TASK BRIEF: After finding the line with "let bytes: [u8; 4]" in the data below, set down exactly each line through the one with "assert_eq!(read_u16_be(&buf, 0), None);", inclusive, and stop there.
━━━━━ AVAILABLE DATA
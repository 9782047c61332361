//! Byte buffer and endian helpers.
//!
//! DoIP is entirely big-endian on the wire. These helpers append/read
//! `u16`/`u32` values and provide borrowed slice views without copying.

use alloc::vec::Vec;

/// Appends a big-endian `u16` to `buf`.
pub fn push_u16_be(buf: &mut Vec<u8>, value: u16) {
    buf.extend_from_slice(&value.to_be_bytes());
}

/// Appends a big-endian `u32` to `buf`.
pub fn push_u32_be(buf: &mut Vec<u8>, value: u32) {
    buf.extend_from_slice(&value.to_be_bytes());
}

/// Reads a big-endian `u16` at `offset`. Panics-free: returns `None` if the
/// slice is too short.
pub fn read_u16_be(buf: &[u8], offset: usize) -> Option<u16> {
    let bytes: [u8; 2] = buf.get(offset..offset + 2)?.try_into().ok()?;
    Some(u16::from_be_bytes(bytes))
}

/// Reads a big-endian `u32` at `offset`. Returns `None` if the slice is too short.
pub fn read_u32_be(buf: &[u8], offset: usize) -> Option<u32> {
    let bytes: [u8; 4] = buf.get(offset..offset + 4)?.try_into().ok()?;
    Some(u32::from_be_bytes(bytes))
}

#[cfg(test)]
mod tests {
    use super::*;

    #[test]
    fn round_trips_u16() {
        let mut buf = Vec::new();
        push_u16_be(&mut buf, 0xE080);
        assert_eq!(read_u16_be(&buf, 0), Some(0xE080));
    }

    #[test]
    fn round_trips_u32() {
        let mut buf = Vec::new();
        push_u32_be(&mut buf, 0x0001_2345);
        assert_eq!(read_u32_be(&buf, 0), Some(0x0001_2345));
    }

    #[test]
    fn read_out_of_bounds_is_none() {
        let buf = [0u8; 1];
        assert_eq!(read_u16_be(&buf, 0), None);
        assert_eq!(read_u32_be(&buf, 0), None);
    }
}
━━━━━━━━━━
WORKED SOLUTION:
    let bytes: [u8; 4] = buf.get(offset..offset + 4)?.try_into().ok()?;
    Some(u32::from_be_bytes(bytes))
}

#[cfg(test)]
mod tests {
    use super::*;

    #[test]
    fn round_trips_u16() {
        let mut buf = Vec::new();
        push_u16_be(&mut buf, 0xE080);
        assert_eq!(read_u16_be(&buf, 0), Some(0xE080));
    }

    #[test]
    fn round_trips_u32() {
        let mut buf = Vec::new();
        push_u32_be(&mut buf, 0x0001_2345);
        assert_eq!(read_u32_be(&buf, 0), Some(0x0001_2345));
    }

    #[test]
    fn read_out_of_bounds_is_none() {
        let buf = [0u8; 1];
        assert_eq!(read_u16_be(&buf, 0), None);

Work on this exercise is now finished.